Bu yaz rastladığım arkadaşların çoğunluğu "Gezi direnişini nasıl  algılıyorsun?", "Mısır'daki gelişmeleri nasıl okuyorsun?" diye sorular yöneltti.
İnsanlığın sözel kültürden yazılı kültüre geçtiğini; mobil iletişim ağlarının ise ikincil sözel kültür aşamasını çok farklı boyutlara taşıdığını; yaklaşık on iki bin yıl süren tarım toplumu aşaması ile üç yüz yıla yakın kendi standardını geliştiren sanayi toplumu paradigmaları ile ülkemizde ve diğer ülkelerde gelişmeleri anlayamayacağımızı söylüyorum... Bu açıklamanın yeterli olmadığını, insanların daha farklı analizler ve yorumlar beklediğini de biliyorum.

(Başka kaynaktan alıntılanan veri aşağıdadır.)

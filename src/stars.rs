//! User-star poller: reconciles each chat's linked GitHub account with its
//! auto-subscriptions. Addition-only: unstarring never removes a
//! subscription.

use anyhow::Result;
use tracing::{error, info, instrument, warn};

use crate::db;
use crate::db::{Chat, Pool};
use crate::dispatch;
use crate::dispatch::Outcome;
use crate::format;
use crate::github::{GithubError, GithubService};
use crate::telegram::Messenger;

/// One full poll cycle over all chats with a linked GitHub username. One
/// chat's failure never aborts the rest of the cycle.
#[instrument(skip_all)]
pub async fn poll_user_stars(
    pool: &Pool,
    github: &dyn GithubService,
    messenger: &dyn Messenger,
) -> Result<()> {
    for chat in db::chats_with_github_username(pool).await? {
        if let Err(err) = sync_chat_stars(pool, github, messenger, &chat).await {
            error!(?err, chat_id = chat.id, "star sync failed for chat");
        }
    }
    Ok(())
}

async fn sync_chat_stars(
    pool: &Pool,
    github: &dyn GithubService,
    messenger: &dyn Messenger,
    chat: &Chat,
) -> Result<()> {
    let Some(login) = chat.github_username.as_deref() else {
        return Ok(());
    };

    let user = match github.get_user(login).await {
        Ok(user) => user,
        Err(GithubError::NotFound) => {
            error!(login, chat_id = chat.id, "can't find GitHub user");
            return Ok(());
        }
        Err(err) => {
            warn!(?err, login, "user fetch failed; retrying next cycle");
            return Ok(());
        }
    };

    let starred = match github.starred_repositories(&user.login).await {
        Ok(starred) => starred,
        Err(err) => {
            warn!(?err, login, "starred fetch failed; retrying next cycle");
            return Ok(());
        }
    };

    for repo in starred {
        if db::is_subscribed(pool, chat.id, repo.id).await? {
            continue;
        }
        db::get_or_create_repo(pool, repo.id, &repo.full_name, &repo.html_url).await?;
        db::subscribe(pool, chat.id, repo.id).await?;
        info!(chat_id = chat.id, repo = %repo.full_name, "tracking starred repository");

        let message = format::now_tracking_message(&repo);
        if dispatch::deliver(pool, messenger, chat.id, &message).await? == Outcome::ChatRemoved {
            // The cascade already dropped this chat's subscriptions.
            return Ok(());
        }
    }
    Ok(())
}
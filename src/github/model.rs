//! Wire models for the subset of the GitHub REST API the bot consumes.

use serde::{Deserialize, Serialize};

#[derive(Debug, Clone, Serialize, Deserialize, PartialEq, Eq)]
pub struct Repository {
    pub id: i64,
    pub full_name: String,
    pub html_url: String,
    #[serde(default)]
    pub archived: bool,
}

#[derive(Debug, Clone, Serialize, Deserialize, PartialEq, Eq)]
pub struct Release {
    pub id: i64,
    pub tag_name: String,
    /// Release title; GitHub allows it to be absent.
    #[serde(default)]
    pub name: Option<String>,
    #[serde(default)]
    pub body: Option<String>,
    pub html_url: String,
    #[serde(default)]
    pub prerelease: bool,
    #[serde(default)]
    pub draft: bool,
}

#[derive(Debug, Clone, Serialize, Deserialize, PartialEq, Eq)]
pub struct Tag {
    pub name: String,
}

#[derive(Debug, Clone, Serialize, Deserialize, PartialEq, Eq)]
pub struct User {
    pub login: String,
}
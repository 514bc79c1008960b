use serde::{Deserialize, Serialize};

use crate::github::model::{Release, Tag};

/// Per-chat rendering preference for release notes.
#[derive(Debug, Clone, Copy, Serialize, Deserialize, PartialEq, Eq, Default)]
pub enum NoteFormat {
    Quote,
    Pre,
    #[default]
    Markdown,
}

impl NoteFormat {
    pub fn as_str(&self) -> &'static str {
        match self {
            NoteFormat::Quote => "quote",
            NoteFormat::Pre => "pre",
            NoteFormat::Markdown => "markdown",
        }
    }

    /// Unknown values fall back to the default so a schema change never
    /// strands existing rows.
    pub fn parse(s: &str) -> NoteFormat {
        match s {
            "quote" => NoteFormat::Quote,
            "pre" => NoteFormat::Pre,
            _ => NoteFormat::Markdown,
        }
    }
}

/// What the latest poll of a repository produced: a proper release, or a
/// plain tag for repositories that never published a release.
#[derive(Debug, Clone, PartialEq, Eq)]
pub enum ReleaseEvent {
    Release(Release),
    Tag(Tag),
}
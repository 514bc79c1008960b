//! Repository poller: detects release/tag/archival/deletion transitions for
//! every tracked repository and drives notification dispatch.

use anyhow::Result;
use tracing::{error, info, instrument, warn};

use crate::db;
use crate::db::{Pool, TrackedRepo};
use crate::dispatch;
use crate::format;
use crate::format::Rendered;
use crate::github::{GithubError, GithubService};
use crate::model::ReleaseEvent;
use crate::telegram::Messenger;

/// One full poll cycle over all tracked repositories. A single repository's
/// failure never aborts the rest of the cycle.
#[instrument(skip_all)]
pub async fn poll_repositories(
    pool: &Pool,
    github: &dyn GithubService,
    messenger: &dyn Messenger,
    process_pre_releases: bool,
) -> Result<()> {
    for repo in db::list_repos(pool).await? {
        if let Err(err) = poll_repo(pool, github, messenger, &repo, process_pre_releases).await {
            error!(?err, repo = %repo.full_name, "poll failed for repository");
        }
    }
    Ok(())
}

async fn poll_repo(
    pool: &Pool,
    github: &dyn GithubService,
    messenger: &dyn Messenger,
    stored: &TrackedRepo,
    process_pre_releases: bool,
) -> Result<()> {
    // Orphans are deleted before any network call.
    if stored.is_orphan() {
        info!(repo = %stored.full_name, "deleting orphaned repository");
        db::delete_repo(pool, stored.id).await?;
        return Ok(());
    }

    info!(repo = %stored.full_name, "polling repository");
    let fresh = match github.get_repository(stored.id).await {
        Ok(fresh) => fresh,
        Err(GithubError::NotFound) => {
            let notice = format::repo_deleted_message(&stored.full_name);
            info!(repo = %stored.full_name, "repository deleted upstream");
            notify_subscribers(pool, messenger, stored.id, |_| notice.clone()).await?;
            db::delete_repo(pool, stored.id).await?;
            return Ok(());
        }
        Err(err) => {
            warn!(?err, repo = %stored.full_name, "fetch failed; retrying next cycle");
            return Ok(());
        }
    };

    if fresh.full_name != stored.full_name || fresh.html_url != stored.html_url {
        db::refresh_repo_metadata(pool, stored.id, &fresh.full_name, &fresh.html_url).await?;
    }

    if fresh.archived && !stored.archived {
        let notice = format::repo_archived_message(&fresh.full_name);
        info!(repo = %fresh.full_name, "repository archived upstream");
        notify_subscribers(pool, messenger, stored.id, |_| notice.clone()).await?;
        db::set_archived(pool, stored.id, true).await?;
    } else if !fresh.archived && stored.archived {
        // Un-archival is persisted silently.
        db::set_archived(pool, stored.id, false).await?;
    }

    let Some(event) = detect_event(github, stored, process_pre_releases).await? else {
        return Ok(());
    };

    // Commit the new last-seen identity before any dispatch so a crash
    // mid-dispatch cannot re-announce the same release on restart.
    match &event {
        ReleaseEvent::Release(release) => {
            info!(repo = %fresh.full_name, tag = %release.tag_name, "new release");
            db::mark_release_seen(pool, stored.id, release.id, &release.tag_name).await?;
        }
        ReleaseEvent::Tag(tag) => {
            info!(repo = %fresh.full_name, tag = %tag.name, "new tag");
            db::mark_tag_seen(pool, stored.id, &tag.name).await?;
        }
    }

    notify_subscribers(pool, messenger, stored.id, |chat| {
        format::render_event(chat.note_format, &fresh, &event)
    })
    .await
}

/// Compare provider state against the stored last-seen identity. A release is
/// new when its id differs from the stored one; a plain tag is considered
/// only for repositories without any release, so releases permanently shadow
/// tags. Transient provider errors yield `None` (retry next cycle).
async fn detect_event(
    github: &dyn GithubService,
    stored: &TrackedRepo,
    process_pre_releases: bool,
) -> Result<Option<ReleaseEvent>> {
    let latest = match github.latest_release(stored.id, process_pre_releases).await {
        Ok(latest) => latest,
        Err(err) => {
            warn!(?err, repo = %stored.full_name, "release fetch failed; retrying next cycle");
            return Ok(None);
        }
    };

    if let Some(release) = latest {
        if stored.current_release_id == Some(release.id) {
            return Ok(None);
        }
        return Ok(Some(ReleaseEvent::Release(release)));
    }

    // A recorded release shadows tags even when the provider no longer
    // reports any release (e.g. all releases were deleted upstream).
    if stored.current_release_id.is_some() {
        return Ok(None);
    }

    let tag = match github.latest_tag(stored.id).await {
        Ok(tag) => tag,
        Err(err) => {
            warn!(?err, repo = %stored.full_name, "tag fetch failed; retrying next cycle");
            return Ok(None);
        }
    };
    match tag {
        Some(tag) if stored.current_tag.as_deref() != Some(tag.name.as_str()) => {
            Ok(Some(ReleaseEvent::Tag(tag)))
        }
        _ => Ok(None),
    }
}

/// Deliver a message to every subscriber of a repository in stable order,
/// sequentially: each chat's send completes (success or definitive failure)
/// before the next one begins, so a block-triggered removal cannot race an
/// in-flight send.
async fn notify_subscribers<F>(
    pool: &Pool,
    messenger: &dyn Messenger,
    repo_id: i64,
    render: F,
) -> Result<()>
where
    F: Fn(&db::Chat) -> Rendered,
{
    for chat in db::subscribers(pool, repo_id).await? {
        let message = render(&chat);
        dispatch::deliver(pool, messenger, chat.id, &message).await?;
    }
    Ok(())
}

Tarım toplumu aşamasında nüfusun yüzde 90'ından fazlası kırsal kesimlerde "topluluklar" halinde yaşıyordu: Gelenek ve göreneklerin dünden bugüne, bugünden yarına taşıdığı örf, adet, anane ve alışkanlıklarımızın sınırları içinde yaşam biçimlerimizi ve yaşam tarzımızı sürdürüyorduk. İnsanlar düğünde, dernekte, sokakta, caddede, okulda, ibaret yerinde, tarlada, tapanda, çarşıda, pazarda, toyda, oyunda birbirlerini gözle ve sözle denetliyordu. Topluluk aşamasının bu tanımlı ve betimlenebilir yaşam biçimleri ve yaşam tarzları, ailede, okulda, sokakta ve caddede bir kuşaktan diğerine aktarılıyordu. Yaşam biçimi ve tarzları zihinlerde meşrulaştırıldığı, kendi sabitlerini kuşaktan kuşağa aktarabildiği için "anlamayı kolaylaştıran düzeni" kurmak çok zor olmuyordu.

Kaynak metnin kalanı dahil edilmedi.